Strengthen Your Core with These Excellent Kneeling Exercises

Having a variety of physical activities in your locker is essential for spicing up your workout routine. Most of the time, repeating the same workouts day in day out makes your workout session incredibly boring. Additionally, repeating the same exercises can lead you to a plateau where you don’t make any meaningful gains.  

If you’re looking to add new workouts into your fitness routine, then we have you covered with fantastic kneeling drills. These kneeling workouts will primarily focus on making your core stronger.

Single Leg Kickback

This a simple workout that focuses on your abdominals, glutes, hamstrings and core muscles.

How It’s Done

Kneel on a mat and bend over, using your arms to support yourself. Ensure you maintain a straight backline. To help keep a straight back, fix your gaze on the spot in front of you and avoid looking down.

Once you’re in position, gradually extend one leg as far as you can before moving it back to the starting position.

Do at least 20 reps before switching up and repeating the same with the opposite leg.  

Single Arm Overhead Dumbbell Press

This workout will primarily target your arm muscles. Additionally, it will also strengthen your core muscles while improving your stability.

How It’s Done

Kneel on your right knee. Grab a dumbbell with your right arm and keep your back straight. Lift the weight over your head until your arm is fully extended. When lowering the weight, it shouldn’t go below shoulder height.
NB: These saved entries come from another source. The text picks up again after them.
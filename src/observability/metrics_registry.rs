//! Local-inspection metrics: a Prometheus recorder installed once per
//! process, plus named counters the orchestrator increments at each stage.
//!
//! No push/scrape exporter is wired up — the heavier distributed-tracing
//! plumbing a multi-service deployment needs is dropped here (DESIGN.md);
//! `render()` is enough for a CLI subcommand or a local debug endpoint to
//! print the current counters.

use metrics_exporter_prometheus::{PrometheusBuilder, PrometheusHandle};
use std::sync::OnceLock;

static HANDLE: OnceLock<PrometheusHandle> = OnceLock::new();

/// Named counters the orchestrator and its components increment.
///
/// A thin, stateless wrapper around the globally installed `metrics`
/// recorder: cloning is free, there is nothing to lock.
#[derive(Debug, Clone, Copy, Default)]
pub struct EngineMetrics;

impl EngineMetrics {
    /// Installs the process-wide Prometheus recorder. Idempotent: later
    /// calls reuse the handle installed by the first.
    pub fn install() -> Self {
        HANDLE.get_or_init(|| {
            PrometheusBuilder::new()
                .install_recorder()
                .expect("prometheus recorder installs exactly once per process")
        });
        Self
    }

    /// Renders the current snapshot of all counters/gauges as Prometheus
    /// text exposition format, for local inspection (e.g. a CLI
    /// subcommand), or an empty string if metrics were never installed.
    #[must_use]
    pub fn render() -> String {
        HANDLE.get().map(PrometheusHandle::render).unwrap_or_default()
    }

    /// A contradiction was opened by the classifier/orchestrator.
    pub fn contradiction_opened(&self, topology: &'static str) {
        metrics::counter!("crt_contradictions_opened_total", "topology" => topology).increment(1);
    }

    /// A reconstruction-gate decision was made.
    pub fn gate_decision(&self, kind: &'static str, passed: bool) {
        let outcome = if passed { "pass" } else { "fail" };
        metrics::counter!("crt_gate_decisions_total", "kind" => kind, "outcome" => outcome).increment(1);
    }

    /// The disclosure engine had to mechanically insert a caveat the
    /// generator's answer omitted.
    pub fn caveat_correction(&self) {
        metrics::counter!("crt_caveat_corrections_total").increment(1);
    }

    /// A turn's response mode, for a coarse distribution over BELIEF /
    /// SPEECH / UNCERTAINTY.
    pub fn response_mode(&self, mode: &'static str) {
        metrics::counter!("crt_response_mode_total", "mode" => mode).increment(1);
    }
}

#[cfg(test)]
mod tests {
    use super::*;

    #[test]
    fn install_is_idempotent() {
        let first = EngineMetrics::install();
        let second = EngineMetrics::install();
        first.gate_decision("factual", true);
        second.caveat_correction();
    }
}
Do around 20 reps before switching sides. This time around you should kneel with your left knee and lift using your left arm. Side note, if you’re looking for a place to purchase workout supplements be sure to check out

Moreover, remember to engage your abs and glutes during this session.

Cable Rows

Similar to the overhead press, this work will focus on your arm muscles while also working your core.

How It’s Done

Kneel on one knee some distance away from the cable machine. Remember to maintain a straight back to avoid putting unnecessary pressure on your spine. Grab the cable with one arm, in this case, if you’re kneeling on your right knee grab the cable with your right arm. Pull the cord towards your chest.

While at it, remember to engage your abs, glutes, and shoulders. Do at least 20 reps before switching sides.

Here are a few essential workout tips from fitness experts to help you reap the most out of your workout routine.

If You’re a Newbie, Start Small

Don’t go hard on yourself during the first workout sessions. Instead, focus on learning the proper workout position and technique. Once you’re comfortable, add a few reps to your sets as you work on your fitness.

Stay Hydrated

Keep yourself hydrated during the workout routine. Staying hydrated will help with your recovery. Additionally, it will help keep muscular cramps at bay.

Get Adequate Rest

Adequate rest is essential to help your muscles recover and rebuild in preparation for the next workout session.